Dr. Hernandez plans to measure FEV in a random sample of n young women from a certain popu- lation, and to use the sample mean y ̄ as an estimate of the population mean. Let A be the event that Hernandez’s sample mean will be within ±100 ml of the popula- tion mean. Assume that the population is normal with mean 3,000 ml and standard deviation 400 ml. Find Pr(A) if
(a) n = 15
(b) n = 60;
Please help, this isn't for homework points just so I can understand the concept for my midterm!
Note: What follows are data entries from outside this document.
//! Semantic skill matching between a résumé and a job description

use crate::config::validate_threshold_percent;
use crate::error::{Result, ResumeAnalyzerError};
use crate::processing::embeddings::{cosine_similarity, embed_distinct, Embedder};
use log::debug;
use serde::{Deserialize, Serialize};

/// Minimum cosine similarity for a job skill to count as covered
#[derive(Debug, Clone, Copy, PartialEq, PartialOrd)]
pub struct SimilarityThreshold(f32);

impl SimilarityThreshold {
    /// Threshold as accepted from users: an integer percentage in 50..=90
    pub fn from_percent(percent: u8) -> Result<Self> {
        validate_threshold_percent(percent)?;
        Ok(Self(f32::from(percent) / 100.0))
    }

    /// Raw similarity value in (0, 1]
    pub fn new(value: f32) -> Result<Self> {
        if !(value > 0.0 && value <= 1.0) {
            return Err(ResumeAnalyzerError::InvalidThreshold(format!(
                "{} is outside (0, 1]",
                value
            )));
        }
        Ok(Self(value))
    }

    pub fn value(&self) -> f32 {
        self.0
    }

    pub fn percent(&self) -> u8 {
        (self.0 * 100.0).round() as u8
    }

    pub fn is_met_by(&self, similarity: f32) -> bool {
        similarity >= self.0
    }
}

/// Partition of the job's skills into covered and uncovered
#[derive(Debug, Clone, Default, PartialEq, Serialize, Deserialize)]
pub struct MatchResult {
    pub matched: Vec<String>,
    pub missing: Vec<String>,
}

impl MatchResult {
    pub fn total(&self) -> usize {
        self.matched.len() + self.missing.len()
    }

    /// Share of job skills matched, 0-100. A job with no skills scores 0.
    pub fn match_percentage(&self) -> f64 {
        let total = self.total();
        if total == 0 {
            return 0.0;
        }
        self.matched.len() as f64 / total as f64 * 100.0
    }

    pub fn is_empty(&self) -> bool {
        self.total() == 0
    }
}

pub struct SimilarityMatcher<'a> {
    embedder: &'a dyn Embedder,
    threshold: SimilarityThreshold,
}

impl<'a> SimilarityMatcher<'a> {
    pub fn new(embedder: &'a dyn Embedder, threshold: SimilarityThreshold) -> Self {
        Self { embedder, threshold }
    }

    pub fn threshold(&self) -> SimilarityThreshold {
        self.threshold
    }

    /// A job skill is matched when its best similarity against any résumé
    /// skill reaches the threshold. Output preserves job skill order.
    pub fn match_skills(&self, resume_skills: &[String], job_skills: &[String]) -> Result<MatchResult> {
        if job_skills.is_empty() {
            return Ok(MatchResult::default());
        }

        if resume_skills.is_empty() {
            return Ok(MatchResult {
                matched: Vec::new(),
                missing: job_skills.to_vec(),
            });
        }

        let vectors = embed_distinct(self.embedder, resume_skills.iter().chain(job_skills.iter()))?;
        let vector = |skill: &String| {
            vectors.get(skill).ok_or_else(|| {
                ResumeAnalyzerError::Embedding(format!("No embedding produced for '{}'", skill))
            })
        };

        let mut result = MatchResult::default();

        for job_skill in job_skills {
            let job_vector = vector(job_skill)?;
            let mut best = f32::MIN;

            for resume_skill in resume_skills {
                let similarity = cosine_similarity(job_vector, vector(resume_skill)?)?;
                best = best.max(similarity);
                if self.threshold.is_met_by(similarity) {
                    break;
                }
            }

            debug!("Best similarity for '{}': {:.3}", job_skill, best);

            if self.threshold.is_met_by(best) {
                result.matched.push(job_skill.clone());
            } else {
                result.missing.push(job_skill.clone());
            }
        }

        Ok(result)
    }
}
I'm very confused.
To find Pr(A), we need to determine the probability that the sample mean y ̄ falls within ±100 ml of the population mean.
We know that the population mean (μ) is 3,000 ml and the standard deviation (σ) is 400 ml.
(a) For n = 15:
To calculate Pr(A), we need to find the standard error of the sample mean (SE), which is given by:
SE = σ / √n
In our case, σ = 400 ml and n = 15:
SE = 400 / √15 ≈ 103.28 ml
Now, we can find the probability using the standard normal distribution. However, since we need to consider both sides of the interval (within ±100 ml), we will use the z-distribution.
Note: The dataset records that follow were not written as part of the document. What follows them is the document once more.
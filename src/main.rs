//! Resume analyzer: skill matching between a resume and a job description

use clap::Parser;
use colored::Colorize;
use indicatif::{ProgressBar, ProgressStyle};
use log::{error, info, warn};
use resume_analyzer::cli::{self, Cli, Commands, ConfigAction, ModelAction};
use resume_analyzer::config::{Config, OutputFormat};
use resume_analyzer::error::{Result, ResumeAnalyzerError};
use resume_analyzer::input::InputManager;
use resume_analyzer::output::formatter::{save_report_to_file, ReportGenerator};
use resume_analyzer::output::pdf::PdfReportGenerator;
use resume_analyzer::processing::analyzer::AnalysisEngine;
use resume_analyzer::processing::embeddings::load_embedder;
use resume_analyzer::processing::matcher::SimilarityThreshold;
use resume_analyzer::processing::model_manager::EmbeddingModelManager;
use resume_analyzer::processing::skills::{SkillExtractor, SkillVocabulary};
use std::path::Path;
use std::process;
use std::time::Duration;

#[tokio::main]
async fn main() {
    let cli = Cli::parse();

    let log_level = if cli.verbose { "debug" } else { "info" };
    env_logger::Builder::from_env(
        env_logger::Env::default().default_filter_or(log_level)
    ).init();

    let config_path = cli.config.clone().unwrap_or_else(Config::config_path);
    let config = match Config::load_from(&config_path) {
        Ok(config) => config,
        Err(e) => {
            error!("Failed to load configuration from {}: {}", config_path.display(), e);
            process::exit(1);
        }
    };

    if let Err(e) = run_command(cli.command, config, &config_path).await {
        if e.is_warning() {
            warn!("{}", e);
            eprintln!("{} {}", "⚠️ ".yellow(), e.to_string().yellow());
        } else {
            error!("Command failed: {}", e);
            eprintln!("{} {}", "❌".red(), e.to_string().red());
        }
        process::exit(1);
    }
}

async fn run_command(command: Commands, mut config: Config, config_path: &Path) -> Result<()> {
    match command {
        Commands::Analyze {
            resume,
            job,
            job_text,
            threshold,
            embedding,
            output,
            save,
            report,
            no_report,
            detailed,
        } => {
            let resume = resume.ok_or_else(|| {
                ResumeAnalyzerError::MissingInput("Please upload a resume (--resume <file>)".to_string())
            })?;
            if job.is_none() && job_text.as_deref().map_or(true, |t| t.trim().is_empty()) {
                return Err(ResumeAnalyzerError::MissingInput(
                    "Please provide a job description (--job <file> or --job-text <text>)".to_string()
                ));
            }

            let output_format = match output {
                Some(format) => cli::parse_output_format(&format).map_err(ResumeAnalyzerError::InvalidInput)?,
                None => config.output.format,
            };
            let threshold = SimilarityThreshold::from_percent(
                threshold.unwrap_or(config.matching.threshold_percent)
            )?;
            let chatty = output_format == OutputFormat::Console;

            info!("Starting resume analysis");
            if chatty {
                println!("🚀 Resume analysis");
                println!("📄 Resume: {}", resume.display());
                match &job {
                    Some(job) => println!("💼 Job Description: {}", job.display()),
                    None => println!("💼 Job Description: (inline text)"),
                }
                println!("🎚️  Threshold: {}%", threshold.percent());
            }

            let mut input_manager = InputManager::new().with_cache(config.processing.enable_caching);

            let resume_text = input_manager.extract_text(&resume).await?;
            if resume_text.is_empty() {
                return Err(ResumeAnalyzerError::EmptyText(resume.display().to_string()));
            }

            let job_text = match (&job, job_text) {
                (Some(job), _) => input_manager.extract_text(job).await?,
                (None, Some(text)) => text,
                (None, None) => String::new(),
            };
            if job_text.trim().is_empty() {
                return Err(ResumeAnalyzerError::MissingInput(
                    "The job description contains no text".to_string()
                ));
            }

            let spinner = start_spinner(chatty, "Loading embedding model...");
            let embedder = load_embedder(&config, embedding.as_deref()).await;
            spinner.finish_and_clear();
            let engine = AnalysisEngine::new(&config, embedder?)?.with_threshold(threshold);

            let spinner = start_spinner(chatty, "Matching skills...");
            let source = resume
                .file_name()
                .map(|name| name.to_string_lossy().to_string())
                .unwrap_or_else(|| resume.display().to_string());
            let analysis = engine.analyze(&resume_text, &job_text, &source);
            spinner.finish_and_clear();
            let analysis = analysis?;

            let generator = ReportGenerator::with_options(config.output.color_output, detailed);
            let formatted = generator.generate_report(&analysis, output_format)?;
            println!("{}", formatted);

            if let Some(save_path) = save {
                save_report_to_file(&formatted, &save_path)?;
                info!("Output saved to {}", save_path.display());
                if chatty {
                    println!("💾 Output saved to: {}", save_path.display());
                }
            }

            if !no_report && config.output.generate_report {
                let report_path = report.unwrap_or_else(|| config.output.report_file.clone());
                match PdfReportGenerator::new().write_to(&analysis, &report_path) {
                    Ok(artifact) => {
                        if chatty {
                            println!(
                                "📑 Report: {} ({} bytes, {})",
                                artifact.path.display(),
                                artifact.size_bytes,
                                artifact.mime_type
                            );
                        }
                    }
                    // The analysis is already printed; only the artifact is lost
                    Err(e) => {
                        error!("{}", e);
                        eprintln!("{} {}", "❌".red(), e.to_string().red());
                    }
                }
            }
        }

        Commands::Skills { file, text } => {
            let vocabulary = SkillVocabulary::with_custom_skills(&config.matching.custom_skills);

            let input = match (file, text) {
                (Some(path), _) => {
                    let mut input_manager = InputManager::new();
                    let text = input_manager.extract_text(&path).await?;
                    if text.is_empty() {
                        return Err(ResumeAnalyzerError::EmptyText(path.display().to_string()));
                    }
                    Some(text)
                }
                (None, Some(text)) => Some(text),
                (None, None) => None,
            };

            match input {
                Some(text) => {
                    let skills = SkillExtractor::new(vocabulary)?.extract(&text);
                    if skills.is_empty() {
                        println!("🔍 No known skills found");
                    } else {
                        println!("🔍 Found {} skills:", skills.len());
                        for skill in &skills {
                            println!("  • {}", skill);
                        }
                    }
                }
                None => {
                    println!("📚 Skill vocabulary ({} terms):", vocabulary.len());
                    for term in vocabulary.terms() {
                        println!("  • {}", term);
                    }
                }
            }
        }

        Commands::Models { action } => {
            let mut model_manager = EmbeddingModelManager::new(config.models_dir().clone()).await?;

            match action {
                ModelAction::List => {
                    println!("🧠 Embedding Models:");
                    for model in model_manager.list_available_models() {
                        let status = if model_manager.is_model_downloaded(&model.id) {
                            "✅ Downloaded"
                        } else {
                            "⬇️  Available"
                        };
                        let default_marker = if model.repo_id == config.models.default_embedding_model {
                            " (default)"
                        } else {
                            ""
                        };
                        println!(
                            "  • {}{} ({}) - {} MB [{}]",
                            model.name, default_marker, model.repo_id, model.size_mb, status
                        );
                        println!("    {}", model.description);
                        if !model_manager.is_model_downloaded(&model.id) {
                            println!("    💡 Download: resume-analyzer models download {}", model.id);
                        }
                        println!();
                    }
                }
                ModelAction::Download { model, force } => {
                    println!("⬇️  Downloading model: {}", model);
                    if force {
                        println!("🔄 Force download enabled");
                    }

                    if let Some(model_id) = model_manager.resolve_model_id(&model) {
                        if !force && model_manager.is_model_downloaded(&model_id) {
                            println!("✅ Model '{}' is already downloaded!", model_id);
                            println!("💡 Use --force to re-download");
                            return Ok(());
                        }
                    }

                    let model_path = model_manager.download_model(&model, force).await?;
                    println!("📁 Location: {}", model_path.display());
                }
                ModelAction::Remove { model } => {
                    println!("🗑️  Removing model: {}", model);
                    let model_path = model_manager.remove_model(&model).await?;
                    println!("✅ Model '{}' removed successfully!", model);
                    println!("📁 Removed directory: {}", model_path.display());
                }
                ModelAction::Info { model } => {
                    let model_id = model_manager
                        .resolve_model_id(&model)
                        .ok_or_else(|| ResumeAnalyzerError::ModelError(format!("Unknown embedding model: {}", model)))?;
                    let model_info = model_manager
                        .get_model_info(&model_id)
                        .ok_or_else(|| ResumeAnalyzerError::ModelError(format!("Unknown embedding model: {}", model)))?;

                    println!("📋 Model Information for '{}'\n", model_id);
                    println!("Name: {}", model_info.name);
                    println!("Repository: {}", model_info.repo_id);
                    println!("Backend: {:?}", model_info.backend);
                    println!("Dimensions: {}", model_info.dimensions);
                    println!("Size: {} MB", model_info.size_mb);
                    println!("Description: {}", model_info.description);

                    match model_manager.get_model_path(&model_id) {
                        Some(model_path) => {
                            println!("Status: ✅ Downloaded");
                            println!("Location: {}", model_path.display());
                        }
                        None => {
                            println!("Status: ⬇️  Available for download");
                            println!("\n💡 To download this model, run:");
                            println!("   resume-analyzer models download {}", model_id);
                        }
                    }
                }
            }
        }

        Commands::Config { action } => match action {
            Some(ConfigAction::Show) | None => print_config(&config, config_path),
            Some(ConfigAction::Path) => println!("{}", config_path.display()),
            Some(ConfigAction::Reset) => {
                println!("🔄 Resetting configuration to defaults...");
                Config::default().save_to(config_path)?;
                println!("✅ Configuration reset successfully!");
            }
            Some(ConfigAction::Set { key, value }) => {
                config.set_value(&key, &value)?;
                config.save_to(config_path)?;
                println!("✅ Set {} = {}", key, value);
            }
        },
    }

    Ok(())
}

fn start_spinner(visible: bool, message: &'static str) -> ProgressBar {
    if !visible {
        return ProgressBar::hidden();
    }
    let spinner = ProgressBar::new_spinner();
    spinner.set_style(
        ProgressStyle::with_template("{spinner:.cyan} {msg}")
            .unwrap_or_else(|_| ProgressStyle::default_spinner())
    );
    spinner.set_message(message);
    spinner.enable_steady_tick(Duration::from_millis(100));
    spinner
}

fn print_config(config: &Config, config_path: &Path) {
    println!("⚙️  Current Configuration ({})\n", config_path.display());
    println!("Models Directory: {}", config.models_dir().display());
    println!("Embedding Backend: {:?}", config.models.embedding_backend);
    println!("Default Embedding Model: {}", config.models.default_embedding_model);
    println!("\nMatching:");
    println!("  Threshold: {}%", config.matching.threshold_percent);
    if !config.matching.custom_skills.is_empty() {
        println!("  Custom skills: {}", config.matching.custom_skills.join(", "));
    }
    println!("\nProcessing:");
    println!("  Batch size: {}", config.processing.batch_size);
    println!("  Caching: {}", config.processing.enable_caching);
    println!("\nOutput:");
    println!("  Format: {:?}", config.output.format);
    println!("  Colors: {}", config.output.color_output);
    println!("  Preview characters: {}", config.output.preview_chars);
    println!(
        "  PDF report: {} ({})",
        config.output.report_file.display(),
        if config.output.generate_report { "enabled" } else { "disabled" }
    );
}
To find the z-score corresponding to ±100 ml, we use the formula:
z = (x - μ) / σ
For the lower bound:
z_lower = (3000 - 100 - 3000) / 400 = -0.25
For the upper bound:
z_upper = (3000 + 100 - 3000) / 400 = 0.25
Now, we can find the cumulative probabilities corresponding to these z-scores using a standard normal distribution table or a calculator.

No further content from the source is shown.